Do-it-yourself health kiosks start popping up around state


Free do-it-yourself health screening kiosks are begin to pop up in place of old blood pressure screening machines in the state, the Star Tribune reports.

The kiosks, from SoloHealth, measure things like a person's vision, body mass index and blood pressure, and can assess the risks of heart disease,. According to the paper, there are 3,000 of the machines situated in megastores like Wal-Mart and Sam's Clubs, including 50 in Minnesota.

The machines ask customers ask on-screen questions -- including inquires about their age, gender, allergies and potential symptoms -- tailors their recommendations and advertisements based on the information, and even provides a list of local doctors and assists with scheduling appointments.

University of Minnesota medical historian Dominique Tobbell tells the Star Tribune that the machines could be "super beneficial," and address the issue of a problem in the health care field -- which is the need to "get more patients engaged in preventive health care."

The founder and CEO of SoloHealth, Bart Foster, told the paper that he's not trying to compete with doctors, but "empower people to take care of themselves."

A former drug company executive, Foster developed the kiosks, which debuted last fall, with a $1.2 million grant from the National Institutes of Health.

Since the kiosks make their money with advertisers like drug companies, the kiosks have caused some concern among scholars and physicians.
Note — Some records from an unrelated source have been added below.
//! Shared application router builder.
//!
//! Provides [`build_app_router`] so both the production binary (`main.rs`)
//! and integration tests (`tests/common/mod.rs`) use the exact same middleware
//! stack.

use std::time::Duration;

use axum::http::header::CONTENT_TYPE;
use axum::http::{HeaderName, HeaderValue, Method, StatusCode};
use axum::Router;
use tower_http::catch_panic::CatchPanicLayer;
use tower_http::cors::CorsLayer;
use tower_http::request_id::{MakeRequestUuid, PropagateRequestIdLayer, SetRequestIdLayer};
use tower_http::timeout::TimeoutLayer;
use tower_http::trace::{DefaultMakeSpan, DefaultOnResponse, TraceLayer};
use tracing::Level;

use crate::config::ServerConfig;
use crate::routes;
use crate::state::AppState;

/// Build the full application [`Router`] with all middleware layers.
///
/// The middleware stack is applied bottom-up:
///
/// 1. CORS
/// 2. Set request ID on incoming requests
/// 3. Structured request/response tracing
/// 4. Propagate request ID to response
/// 5. Request timeout
/// 6. Panic recovery (catch panics, return 500)
pub fn build_app_router(state: AppState, config: &ServerConfig) -> Router {
    let cors = build_cors_layer(config);
    let request_id_header = HeaderName::from_static("x-request-id");

    Router::new()
        // Health check at root level (not under /api/v1).
        .merge(routes::health::router())
        .nest("/api/v1", routes::api_routes())
        .layer(CatchPanicLayer::new())
        .layer(TimeoutLayer::with_status_code(
            StatusCode::REQUEST_TIMEOUT,
            Duration::from_secs(config.request_timeout_secs),
        ))
        .layer(PropagateRequestIdLayer::new(request_id_header.clone()))
        .layer(
            TraceLayer::new_for_http()
                .make_span_with(DefaultMakeSpan::new().level(Level::INFO))
                .on_response(DefaultOnResponse::new().level(Level::INFO)),
        )
        .layer(SetRequestIdLayer::new(request_id_header, MakeRequestUuid))
        .layer(cors)
        .with_state(state)
}

/// Build the CORS middleware layer from server configuration.
///
/// Panics at startup if any configured origin is invalid; misconfiguration
/// should fail fast.
pub fn build_cors_layer(config: &ServerConfig) -> CorsLayer {
    let origins: Vec<HeaderValue> = config
        .cors_origins
        .iter()
        .map(|o| {
            o.parse()
                .unwrap_or_else(|e| panic!("Invalid CORS origin '{o}': {e}"))
        })
        .collect();

    // The site is public and read-mostly: listing and the contact form only.
    CorsLayer::new()
        .allow_origin(origins)
        .allow_methods([Method::GET, Method::POST])
        .allow_headers([CONTENT_TYPE])
        .max_age(Duration::from_secs(3600))
}
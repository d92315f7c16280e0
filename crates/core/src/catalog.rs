//! Read-only project dataset.
//!
//! The catalog is built once from the JSON dataset the site ships with and
//! shared immutably for the life of the process.

use std::collections::HashSet;

use crate::error::CoreError;
use crate::project::Project;

#[derive(Debug, Clone, Default)]
pub struct ProjectCatalog {
    projects: Vec<Project>,
}

impl ProjectCatalog {
    /// Build a catalog, rejecting blank or duplicate ids.
    pub fn new(projects: Vec<Project>) -> Result<Self, CoreError> {
        let mut seen = HashSet::new();
        for project in &projects {
            if project.id.trim().is_empty() {
                return Err(CoreError::Validation(format!(
                    "Project '{}' has an empty id",
                    project.title
                )));
            }
            if !seen.insert(project.id.as_str()) {
                return Err(CoreError::Validation(format!(
                    "Duplicate project id '{}'",
                    project.id
                )));
            }
        }
        Ok(Self { projects })
    }

    /// Parse a JSON array of project records.
    pub fn from_json(json: &str) -> Result<Self, CoreError> {
        let projects: Vec<Project> = serde_json::from_str(json)
            .map_err(|e| CoreError::Validation(format!("Invalid project dataset: {e}")))?;
        Self::new(projects)
    }

    pub fn projects(&self) -> &[Project] {
        &self.projects
    }

    pub fn get(&self, id: &str) -> Option<&Project> {
        self.projects.iter().find(|p| p.id == id)
    }

    /// Look up a project, mapping a miss to [`CoreError::NotFound`].
    pub fn require(&self, id: &str) -> Result<&Project, CoreError> {
        self.get(id).ok_or_else(|| CoreError::NotFound {
            entity: "Project",
            id: id.to_string(),
        })
    }

    pub fn len(&self) -> usize {
        self.projects.len()
    }

    pub fn is_empty(&self) -> bool {
        self.projects.is_empty()
    }
}
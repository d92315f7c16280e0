//! Project filter engine.
//!
//! Stateless derivation of the visible project list from an immutable source
//! slice and a caller-owned [`FilterState`]. Nothing here mutates the source;
//! results borrow from it.

use std::cmp::Ordering;
use std::str::FromStr;

use serde::de::value::StringDeserializer;
use serde::de::IntoDeserializer;
use serde::{Deserialize, Deserializer, Serialize, Serializer};
use unicode_normalization::char::is_combining_mark;
use unicode_normalization::UnicodeNormalization;

use crate::error::CoreError;
use crate::facets::{derive_facets, ProjectFacets};
use crate::project::{Project, ProjectStatus, ProjectType};

/// Reserved filter value meaning "no constraint on this field".
pub const ALL: &str = "all";

// ---------------------------------------------------------------------------
// Selection
// ---------------------------------------------------------------------------

/// A filter field that is either unconstrained (`"all"`) or pinned to one value.
///
/// Serialized as the bare string `"all"` or as the inner value.
#[derive(Debug, Clone, PartialEq, Eq)]
pub enum Selection<T> {
    All,
    Only(T),
}

impl<T> Default for Selection<T> {
    fn default() -> Self {
        Self::All
    }
}

impl<T: PartialEq> Selection<T> {
    /// Whether `value` satisfies this selection.
    pub fn admits(&self, value: &T) -> bool {
        match self {
            Self::All => true,
            Self::Only(wanted) => wanted == value,
        }
    }

    pub fn is_all(&self) -> bool {
        matches!(self, Self::All)
    }
}

impl<T: Serialize> Serialize for Selection<T> {
    fn serialize<S: Serializer>(&self, serializer: S) -> Result<S::Ok, S::Error> {
        match self {
            Self::All => serializer.serialize_str(ALL),
            Self::Only(value) => value.serialize(serializer),
        }
    }
}

impl<'de, T: Deserialize<'de>> Deserialize<'de> for Selection<T> {
    fn deserialize<D: Deserializer<'de>>(deserializer: D) -> Result<Self, D::Error> {
        let raw = String::deserialize(deserializer)?;
        if raw == ALL {
            return Ok(Self::All);
        }
        let inner: StringDeserializer<D::Error> = raw.into_deserializer();
        T::deserialize(inner).map(Self::Only)
    }
}

// ---------------------------------------------------------------------------
// Sort order
// ---------------------------------------------------------------------------

pub const SORT_RECENT: &str = "recent";
pub const SORT_FEATURED: &str = "featured";
pub const SORT_ALPHABETICAL: &str = "alphabetical";
pub const SORT_DURATION: &str = "duration";

/// All valid sort keys.
pub const VALID_SORT_KEYS: &[&str] = &[SORT_RECENT, SORT_FEATURED, SORT_ALPHABETICAL, SORT_DURATION];

#[derive(Debug, Clone, Copy, PartialEq, Eq, Default, Serialize, Deserialize)]
#[serde(rename_all = "lowercase")]
pub enum SortBy {
    /// Most recently completed first.
    #[default]
    Recent,
    /// Featured projects first, each group most recent first.
    Featured,
    /// Title ascending.
    Alphabetical,
    /// Longest duration first.
    Duration,
}

impl SortBy {
    pub fn as_str(&self) -> &'static str {
        match self {
            Self::Recent => SORT_RECENT,
            Self::Featured => SORT_FEATURED,
            Self::Alphabetical => SORT_ALPHABETICAL,
            Self::Duration => SORT_DURATION,
        }
    }
}

impl FromStr for SortBy {
    type Err = CoreError;

    fn from_str(s: &str) -> Result<Self, Self::Err> {
        match s {
            SORT_RECENT => Ok(Self::Recent),
            SORT_FEATURED => Ok(Self::Featured),
            SORT_ALPHABETICAL => Ok(Self::Alphabetical),
            SORT_DURATION => Ok(Self::Duration),
            other => Err(CoreError::Validation(format!(
                "Unknown sort key: '{other}'. Valid keys: {}",
                VALID_SORT_KEYS.join(", ")
            ))),
        }
    }
}

// ---------------------------------------------------------------------------
// Filter state
// ---------------------------------------------------------------------------

/// Filter and sort settings owned by the caller.
///
/// `FilterState::default()` is the reset state: every selection `"all"`,
/// sorted by most recent, empty search.
#[derive(Debug, Clone, PartialEq, Eq, Default, Serialize, Deserialize)]
#[serde(rename_all = "camelCase", default)]
pub struct FilterState {
    pub category: Selection<String>,
    pub project_type: Selection<ProjectType>,
    pub status: Selection<ProjectStatus>,
    pub sort_by: SortBy,
    pub search: String,
}

impl FilterState {
    /// Restore every field to its default.
    pub fn reset(&mut self) {
        *self = Self::default();
    }

    /// Number of constraining fields that differ from their defaults.
    ///
    /// Sort order is not a filter and is never counted.
    pub fn active_filters_count(&self) -> usize {
        [
            !self.category.is_all(),
            !self.project_type.is_all(),
            !self.status.is_all(),
            !self.search.is_empty(),
        ]
        .into_iter()
        .filter(|active| *active)
        .count()
    }
}

// ---------------------------------------------------------------------------
// Filtering
// ---------------------------------------------------------------------------

/// Case-insensitive substring match across the searchable fields.
///
/// `needle` must already be lowercased. An empty needle matches everything;
/// whitespace is not trimmed and is matched literally.
pub fn matches_search(project: &Project, needle: &str) -> bool {
    if needle.is_empty() {
        return true;
    }
    let hit = |text: &str| text.to_lowercase().contains(needle);

    hit(&project.title)
        || hit(&project.description)
        || project.technologies().iter().any(|t| hit(t))
        || project.skills().iter().any(|s| hit(s))
        || project.client.as_deref().is_some_and(hit)
        || hit(&project.my_role)
}

/// Whether a project passes every constraint in `state` (sort is ignored).
pub fn matches_filters(project: &Project, state: &FilterState, needle: &str) -> bool {
    state.category.admits(&project.category)
        && state.project_type.admits(&project.project_type)
        && state.status.admits(&project.status)
        && matches_search(project, needle)
}

/// Filter and sort `projects` according to `state`.
pub fn apply_filters<'a>(projects: &'a [Project], state: &FilterState) -> Vec<&'a Project> {
    let needle = state.search.to_lowercase();
    let mut visible: Vec<&Project> = projects
        .iter()
        .filter(|p| matches_filters(p, state, &needle))
        .collect();
    sort_projects(&mut visible, state.sort_by);
    visible
}

// ---------------------------------------------------------------------------
// Sorting
// ---------------------------------------------------------------------------

/// Sort in place. All orders are stable.
pub fn sort_projects(projects: &mut [&Project], sort_by: SortBy) {
    match sort_by {
        SortBy::Recent => projects.sort_by(|a, b| compare_recent(a, b)),
        SortBy::Featured => projects.sort_by(|a, b| {
            b.featured
                .cmp(&a.featured)
                .then_with(|| compare_recent(a, b))
        }),
        SortBy::Alphabetical => projects.sort_by(|a, b| compare_titles(&a.title, &b.title)),
        SortBy::Duration => projects.sort_by(|a, b| b.duration_days().cmp(&a.duration_days())),
    }
}

/// Most recent completion first; unparseable dates go last.
fn compare_recent(a: &Project, b: &Project) -> Ordering {
    match (a.completed_on(), b.completed_on()) {
        (Some(a), Some(b)) => b.cmp(&a),
        (Some(_), None) => Ordering::Less,
        (None, Some(_)) => Ordering::Greater,
        (None, None) => Ordering::Equal,
    }
}

/// Title ordering: accent- and case-insensitive first, then case-insensitive,
/// then byte-wise so the order is total.
fn compare_titles(a: &str, b: &str) -> Ordering {
    title_key(a)
        .cmp(&title_key(b))
        .then_with(|| a.to_lowercase().cmp(&b.to_lowercase()))
        .then_with(|| a.cmp(b))
}

/// Primary collation key: canonical decomposition with combining marks
/// stripped, lowercased.
fn title_key(title: &str) -> String {
    title
        .nfd()
        .filter(|c| !is_combining_mark(*c))
        .collect::<String>()
        .to_lowercase()
}

// ---------------------------------------------------------------------------
// Combined view
// ---------------------------------------------------------------------------

/// Everything a project listing needs for one filter state.
#[derive(Debug, Serialize)]
#[serde(rename_all = "camelCase")]
pub struct ProjectView<'a> {
    pub projects: Vec<&'a Project>,
    pub total: usize,
    pub active_filters: usize,
    pub facets: ProjectFacets,
}

/// Derive the filtered list plus facets for `state`.
///
/// Facets are computed over the full source list, not the filtered subset,
/// so selecting one option never hides the others.
pub fn derive_view<'a>(projects: &'a [Project], state: &FilterState) -> ProjectView<'a> {
    let visible = apply_filters(projects, state);
    ProjectView {
        total: visible.len(),
        projects: visible,
        active_filters: state.active_filters_count(),
        facets: derive_facets(projects),
    }
}

// ---------------------------------------------------------------------------
// Tests
// ---------------------------------------------------------------------------
use core::fmt;

/// Location of a single character in the scanned input.
///
/// `line` and `column` are 1-based. `offset` is the 0-based character index
/// from the start of the input, where every line break between two lines
/// counts as one character. Columns and offsets count `char`s, not bytes.
#[derive(Debug, Clone, Copy, PartialEq, Eq, PartialOrd, Ord, Hash)]
#[cfg_attr(feature = "serde", derive(serde::Serialize, serde::Deserialize))]
pub struct Position {
    /// 1-based line number.
    pub line: usize,
    /// 1-based column within the line.
    pub column: usize,
    /// 0-based character offset from the start of the input.
    pub offset: usize,
}

impl Position {
    /// Creates a position from its three coordinates.
    #[must_use]
    pub const fn new(line: usize, column: usize, offset: usize) -> Self {
        Self {
            line,
            column,
            offset,
        }
    }
}

impl fmt::Display for Position {
    fn fmt(&self, f: &mut fmt::Formatter<'_>) -> fmt::Result {
        write!(f, "{}:{}", self.line, self.column)
    }
}
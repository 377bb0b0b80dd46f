//! Single-pass checker for unmatched `()`, `[]` and `{}` in C-like source.
//!
//! Brackets inside double-quoted strings, single-quoted character literals,
//! `//` line comments and `/* */` block comments are ignored. Everything else
//! is matched against a stack; closing brackets that do not fit, and opening
//! brackets still open at end of input, are reported as [`Diagnostic`]s.
//!
//! ```rust
//! use bracketcheck::{Position, scan};
//!
//! let diagnostics = scan(["(]"]);
//! let positions: Vec<Position> = diagnostics.iter().map(|d| d.position).collect();
//! assert_eq!(
//!     positions,
//!     [Position::new(1, 2, 1), Position::new(1, 1, 0)],
//! );
//! ```

#![no_std]
extern crate alloc;

#[cfg(any(test, feature = "std"))]
extern crate std;

mod bracket;
mod diagnostic;
mod options;
mod position;
mod report;
mod scanner;

#[cfg(feature = "std")]
mod error;
#[cfg(feature = "std")]
pub mod io;

#[cfg(test)]
mod tests;

pub use bracket::{Bracket, BracketToken};
pub use diagnostic::{Construct, Diagnostic, DiagnosticKind};
#[cfg(feature = "std")]
pub use error::Error;
pub use options::{PositionStyle, ReportOptions, ScanOptions};
pub use position::Position;
pub use report::Report;
pub use scanner::{LexMode, Scanner, scan, scan_str, scan_with};
mod property_lines;

/// Number of generated cases per property.
pub(crate) fn quickcheck_tests() -> u64 {
    #[cfg(not(miri))]
    let tests = if is_ci::cached() { 10_000 } else { 1_000 };
    #[cfg(miri)]
    let tests = 10;
    tests
}
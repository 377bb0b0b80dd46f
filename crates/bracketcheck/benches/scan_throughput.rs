//! Benchmark – `bracketcheck::scan` over lines and over a whole string
#![allow(missing_docs)]

use std::hint::black_box;

use bracketcheck::{scan, scan_str};
use criterion::{BenchmarkId, Criterion, Throughput, criterion_group, criterion_main};

/// Roughly C-shaped source: nested blocks, calls, literals and both comment
/// styles, repeated to the requested number of lines.
fn synthetic_source(lines: usize) -> String {
    const SNIPPET: &[&str] = &[
        "static int table[4] = {1, 2, 3, 4};",
        "/* helper: sum(a[i]) for i in [0, n) */",
        "int sum(const int *a, int n) {",
        "    int total = 0; // running (total)",
        "    for (int i = 0; i < n; i++) {",
        "        if (a[i] == '(' || a[i] == '}') { puts(\"{[(\"); }",
        "        total += a[i];",
        "    }",
        "    return total;",
        "}",
    ];
    SNIPPET
        .iter()
        .cycle()
        .take(lines)
        .copied()
        .collect::<Vec<_>>()
        .join("\n")
}

fn bench_scan(c: &mut Criterion) {
    let mut group = c.benchmark_group("scan");
    for lines in [100, 10_000] {
        let text = synthetic_source(lines);
        let split: Vec<&str> = text.split('\n').collect();
        group.throughput(Throughput::Bytes(text.len() as u64));
        group.bench_with_input(BenchmarkId::new("lines", lines), &split, |b, split| {
            b.iter(|| scan(black_box(split)));
        });
        group.bench_with_input(BenchmarkId::new("str", lines), &text, |b, text| {
            b.iter(|| scan_str(black_box(text)));
        });
    }
    group.finish();
}

criterion_group!(benches, bench_scan);
criterion_main!(benches);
Dr. David Thorson, the chairman of the Minnesota Medical Association, tells the Star Tribune that he's concerned that test results from the kiosks may unduly alarm patients if there's no medical professional available to interpret the results.

In addition, Art Caplan, a medical ethicist with New York University and former University of Minnesota professor, tells the paper that he's worried the kiosks may promote unproven remedies.

Foster, however, isn't concerned about the criticism, saying a medical board reviews the health information to verify the accuracy. The ads, he noted, helps provide the service for free.